9 September 2010

Why Is a Full Duplex Ethernet Connection Significantly Faster ?

A full duplex connection is more than twice as fast as half duplex ? Why ? The real point of this question is that a half duplex connection is much slower than full duplex connection.

Some Basics

Lets recap some of the basics.

Half Duplex

A half duplex Ethernet port must detect collisions on the broadcast medium. A small process in the network driver checks that the medium is free before transmitting thus adding a small amount of delay. The driver must also monitor for a collision and, if a collision occurs, must backoff for a random interval before checking availability and retransmitting the frame.

Full Duplex

A full duplex port has no requirement to check for collisions and thus immediately transmits the frame. And has no need to check for collisions (thus having a secondary benefit on driver and CPU performance). The driver can immediately transmit the frame without any delay.
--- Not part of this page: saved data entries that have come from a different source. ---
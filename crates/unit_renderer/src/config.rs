//! Unit drawer configuration. Loaded from a RON file once at drawer construction.

use glam::Vec4;
use serde::{Deserialize, Serialize};
use std::path::{Path, PathBuf};

use crate::error::ConfigError;

/// File name looked up in the working directory by `DrawerConfig::load_default`.
pub const CONFIG_FILE_NAME: &str = "unit_drawer.ron";

/// Squared icon length per squared configured icon distance.
const ICON_LENGTH_FACTOR: f32 = 750.0;

/// Rendering options for units, icons and ghosts.
#[derive(Debug, Clone, PartialEq, Serialize, Deserialize)]
pub struct DrawerConfig {
    /// Distance multiplier (of unit radius) beyond which units use the far-texture renderer.
    #[serde(default = "default_lod_dist")]
    pub unit_lod_dist: f32,
    /// Base icon distance; see `icon_base_length`.
    #[serde(default = "default_icon_dist")]
    pub unit_icon_dist: f32,
    /// Scale of screen-space icons (0.5..=2.0).
    #[serde(default = "default_one")]
    pub unit_icon_scale_ui: f32,
    /// Zoom distance at which overlay icons become fully opaque.
    #[serde(default = "default_fade_start")]
    pub unit_icon_fade_start: f32,
    /// Zoom distance below which overlay icons are not drawn.
    #[serde(default = "default_fade_vanish")]
    pub unit_icon_fade_vanish: f32,
    /// Transparency of cloaked units and ghosts (0 = opaque).
    #[serde(default = "default_transparency")]
    pub unit_transparency: f32,
    /// Draw icons as fixed-size UI sprites instead of world billboards.
    #[serde(default)]
    pub unit_icons_as_ui: bool,
    /// Suppress screen-space icons while the interface is hidden.
    #[serde(default)]
    pub unit_icons_hide_with_ui: bool,
    #[serde(default = "default_max_lights")]
    pub max_dynamic_model_lights: u32,
    /// Use the advanced shading state when the platform supports it.
    #[serde(default = "default_true")]
    pub adv_unit_shading: bool,
    /// Keep silhouettes of enemy buildings that were seen and then lost from sight.
    #[serde(default = "default_true")]
    pub ghosted_buildings: bool,
    /// Tint build wireframes with the team color instead of the unit type's nano color.
    #[serde(default)]
    pub team_nanospray: bool,
    /// Avoid clip planes on wireframe/fill build stages (broken drivers).
    #[serde(default)]
    pub clip_plane_quirk: bool,
    /// Fill the deferred geometry buffers with units before the forward opaque pass.
    #[serde(default)]
    pub draw_deferred: bool,
    /// Upper bound on live units; sizes the ghost slab.
    #[serde(default = "default_max_units")]
    pub max_units: usize,
}

fn default_lod_dist() -> f32 {
    1000.0
}
fn default_icon_dist() -> f32 {
    200.0
}
fn default_one() -> f32 {
    1.0
}
fn default_fade_start() -> f32 {
    3000.0
}
fn default_fade_vanish() -> f32 {
    1000.0
}
fn default_transparency() -> f32 {
    0.7
}
fn default_max_lights() -> u32 {
    1
}
fn default_true() -> bool {
    true
}
fn default_max_units() -> usize {
    32_000
}

impl Default for DrawerConfig {
    fn default() -> Self {
        Self {
            unit_lod_dist: default_lod_dist(),
            unit_icon_dist: default_icon_dist(),
            unit_icon_scale_ui: default_one(),
            unit_icon_fade_start: default_fade_start(),
            unit_icon_fade_vanish: default_fade_vanish(),
            unit_transparency: default_transparency(),
            unit_icons_as_ui: false,
            unit_icons_hide_with_ui: false,
            max_dynamic_model_lights: default_max_lights(),
            adv_unit_shading: true,
            ghosted_buildings: true,
            team_nanospray: false,
            clip_plane_quirk: false,
            draw_deferred: false,
            max_units: default_max_units(),
        }
    }
}

impl DrawerConfig {
    /// Load config from `unit_drawer.ron` in the working directory.
    pub fn load_default() -> Self {
        Self::load(&config_path())
    }

    /// Load config from `path`. If the file is missing or invalid, returns default config.
    pub fn load(path: &Path) -> Self {
        match Self::try_load(path) {
            Ok(c) => c,
            Err(ConfigError::Io(e)) if e.kind() == std::io::ErrorKind::NotFound => {
                log::info!("No drawer config at {:?}, using defaults", path);
                Self::default()
            }
            Err(e) => {
                log::warn!("Invalid drawer config at {:?}: {}, using defaults", path, e);
                Self::default()
            }
        }
    }

    /// Strict variant of `load`: reports IO and parse failures.
    pub fn try_load(path: &Path) -> Result<Self, ConfigError> {
        let data = std::fs::read_to_string(path)?;
        Self::from_ron(&data)
    }

    pub fn from_ron(data: &str) -> Result<Self, ConfigError> {
        let config: Self = ron::from_str(data)?;
        Ok(config.sanitized())
    }

    /// Save current config to `path`. Logs on error.
    pub fn save(&self, path: &Path) {
        match ron::ser::to_string_pretty(self, ron::ser::PrettyConfig::default()) {
            Ok(s) => {
                if let Err(e) = std::fs::write(path, s) {
                    log::warn!("Could not write drawer config to {:?}: {}", path, e);
                }
            }
            Err(e) => log::warn!("Could not serialize drawer config: {}", e),
        }
    }

    /// Apply the documented option ranges.
    pub fn sanitized(mut self) -> Self {
        self.unit_lod_dist = self.unit_lod_dist.max(0.0);
        self.unit_icon_dist = self.unit_icon_dist.max(0.0);
        self.unit_icon_scale_ui = self.unit_icon_scale_ui.clamp(0.5, 2.0);
        self.unit_icon_fade_start = self.unit_icon_fade_start.clamp(1.0, 10_000.0);
        self.unit_icon_fade_vanish = self.unit_icon_fade_vanish.clamp(1.0, 10_000.0);
        self.max_units = self.max_units.max(1);
        self
    }

    /// Alpha tiers for translucent drawing: base, +0.1, +0.2, +0.4 (each clamped to 1).
    pub fn alpha_values(&self) -> Vec4 {
        let x = (1.0 - self.unit_transparency).clamp(0.11, 1.0);
        Vec4::new(x, (x + 0.1).min(1.0), (x + 0.2).min(1.0), (x + 0.4).min(1.0))
    }

    /// Squared far-texture hand-off distance multiplier.
    pub fn unit_draw_dist_sqr(&self) -> f32 {
        self.unit_lod_dist * self.unit_lod_dist
    }

    /// World distance at which a unit with icon distance multiplier 1 turns into an icon.
    pub fn icon_base_length(&self) -> f32 {
        (ICON_LENGTH_FACTOR * self.unit_icon_dist * self.unit_icon_dist).sqrt()
    }

    /// Ghost slab capacity: ghosts are rare compared to live units.
    pub fn ghost_capacity(&self) -> usize {
        (self.max_units / 32).max(1)
    }
}

fn config_path() -> PathBuf {
    std::env::current_dir()
        .unwrap_or_else(|_| PathBuf::from("."))
        .join(CONFIG_FILE_NAME)
}

#[cfg(test)]
mod tests {
    use super::*;

    #[test]
    fn alpha_tiers_from_default_transparency() {
        let a = DrawerConfig::default().alpha_values();
        assert!((a.x - 0.3).abs() < 1e-6);
        assert!((a.y - 0.4).abs() < 1e-6);
        assert!((a.z - 0.5).abs() < 1e-6);
        assert!((a.w - 0.7).abs() < 1e-6);
    }

    #[test]
    fn alpha_tiers_clamp_to_one_and_floor() {
        let opaque = DrawerConfig { unit_transparency: 0.0, ..Default::default() };
        assert_eq!(opaque.alpha_values(), Vec4::ONE);

        let invisible = DrawerConfig { unit_transparency: 1.0, ..Default::default() };
        assert!((invisible.alpha_values().x - 0.11).abs() < 1e-6);
    }

    #[test]
    fn partial_ron_fills_defaults_and_clamps() {
        let c = DrawerConfig::from_ron("(unit_icon_scale_ui: 5.0, unit_icons_as_ui: true)").unwrap();
        assert_eq!(c.unit_icon_scale_ui, 2.0);
        assert!(c.unit_icons_as_ui);
        assert_eq!(c.unit_lod_dist, 1000.0);
        assert!(c.adv_unit_shading);
    }

    #[test]
    fn invalid_ron_is_a_parse_error() {
        assert!(matches!(DrawerConfig::from_ron("(unit_lod_dist: \"far\")"), Err(ConfigError::Parse(_))));
    }

    #[test]
    fn missing_file_falls_back_to_defaults() {
        let c = DrawerConfig::load(Path::new("/nonexistent/dir/unit_drawer.ron"));
        assert_eq!(c, DrawerConfig::default());
    }

    #[test]
    fn ghost_capacity_is_small_fraction_of_max_units() {
        let c = DrawerConfig { max_units: 3200, ..Default::default() };
        assert_eq!(c.ghost_capacity(), 100);
    }

    #[test]
    fn saved_config_loads_back() {
        let path = std::env::temp_dir().join(format!("unit_drawer_{}.ron", std::process::id()));
        let c = DrawerConfig { unit_lod_dist: 450.0, team_nanospray: true, ..Default::default() };
        c.save(&path);
        let loaded = DrawerConfig::try_load(&path).unwrap();
        let _ = std::fs::remove_file(&path);
        assert_eq!(loaded, c);
    }
}
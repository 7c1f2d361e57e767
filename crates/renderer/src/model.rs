//! Vertex data providers.

use std::sync::Arc;

use glam::{Vec2, Vec3};
use swapframe_rhi::RhiResult;
use swapframe_rhi::buffer::VertexBuffer;
use swapframe_rhi::device::Device;
use swapframe_rhi::vertex::Vertex;

use crate::backend::CommandRecorder;

/// Geometry the frame loop draws once per instance.
pub trait Model {
    /// Binds the vertex data.
    fn bind<C: CommandRecorder>(&self, commands: &C);
    /// Issues one draw of every vertex.
    fn draw<C: CommandRecorder>(&self, commands: &C);
}

/// Model backed by a single host-visible vertex buffer.
pub struct VertexModel {
    buffer: VertexBuffer,
}

impl VertexModel {
    pub fn new(device: Arc<Device>, vertices: &[Vertex]) -> RhiResult<Self> {
        Ok(Self {
            buffer: VertexBuffer::new(device, vertices)?,
        })
    }

    /// Small red/green/blue triangle centered on the origin.
    pub fn triangle(device: Arc<Device>) -> RhiResult<Self> {
        Self::new(device, &triangle_vertices())
    }
}

impl Model for VertexModel {
    fn bind<C: CommandRecorder>(&self, commands: &C) {
        commands.bind_vertex_buffers(0, &[self.buffer.handle()], &[0]);
    }

    fn draw<C: CommandRecorder>(&self, commands: &C) {
        commands.draw(self.buffer.vertex_count(), 1, 0, 0);
    }
}

/// Vertices of the default triangle, clockwise in clip space.
pub fn triangle_vertices() -> [Vertex; 3] {
    [
        Vertex::new(Vec2::new(0.0, -0.5), Vec3::new(1.0, 0.0, 0.0)),
        Vertex::new(Vec2::new(0.5, 0.5), Vec3::new(0.0, 1.0, 0.0)),
        Vertex::new(Vec2::new(-0.5, 0.5), Vec3::new(0.0, 0.0, 1.0)),
    ]
}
Acknowledgements, Collisions and CPU

It is easy to forget that data transfer is a two way process. Consider a large file transfer where data is mostly flowing in a single direction. TCP/IP will transmit acknowledgements regularly, and these frames are returned to the sender. It is certain that some of these ACK’s will collide and cause a delay in the transmission. Any Ethernet collision will cause a pause in transmission, CPU will be expended to manage the buffers / queues will determining if the packet can be retransmitted.

In a full duplex connection, each direction has dedicated bandwidth and collisions cannot occur. This removes the delay and retransmissions that occur in a shared medium.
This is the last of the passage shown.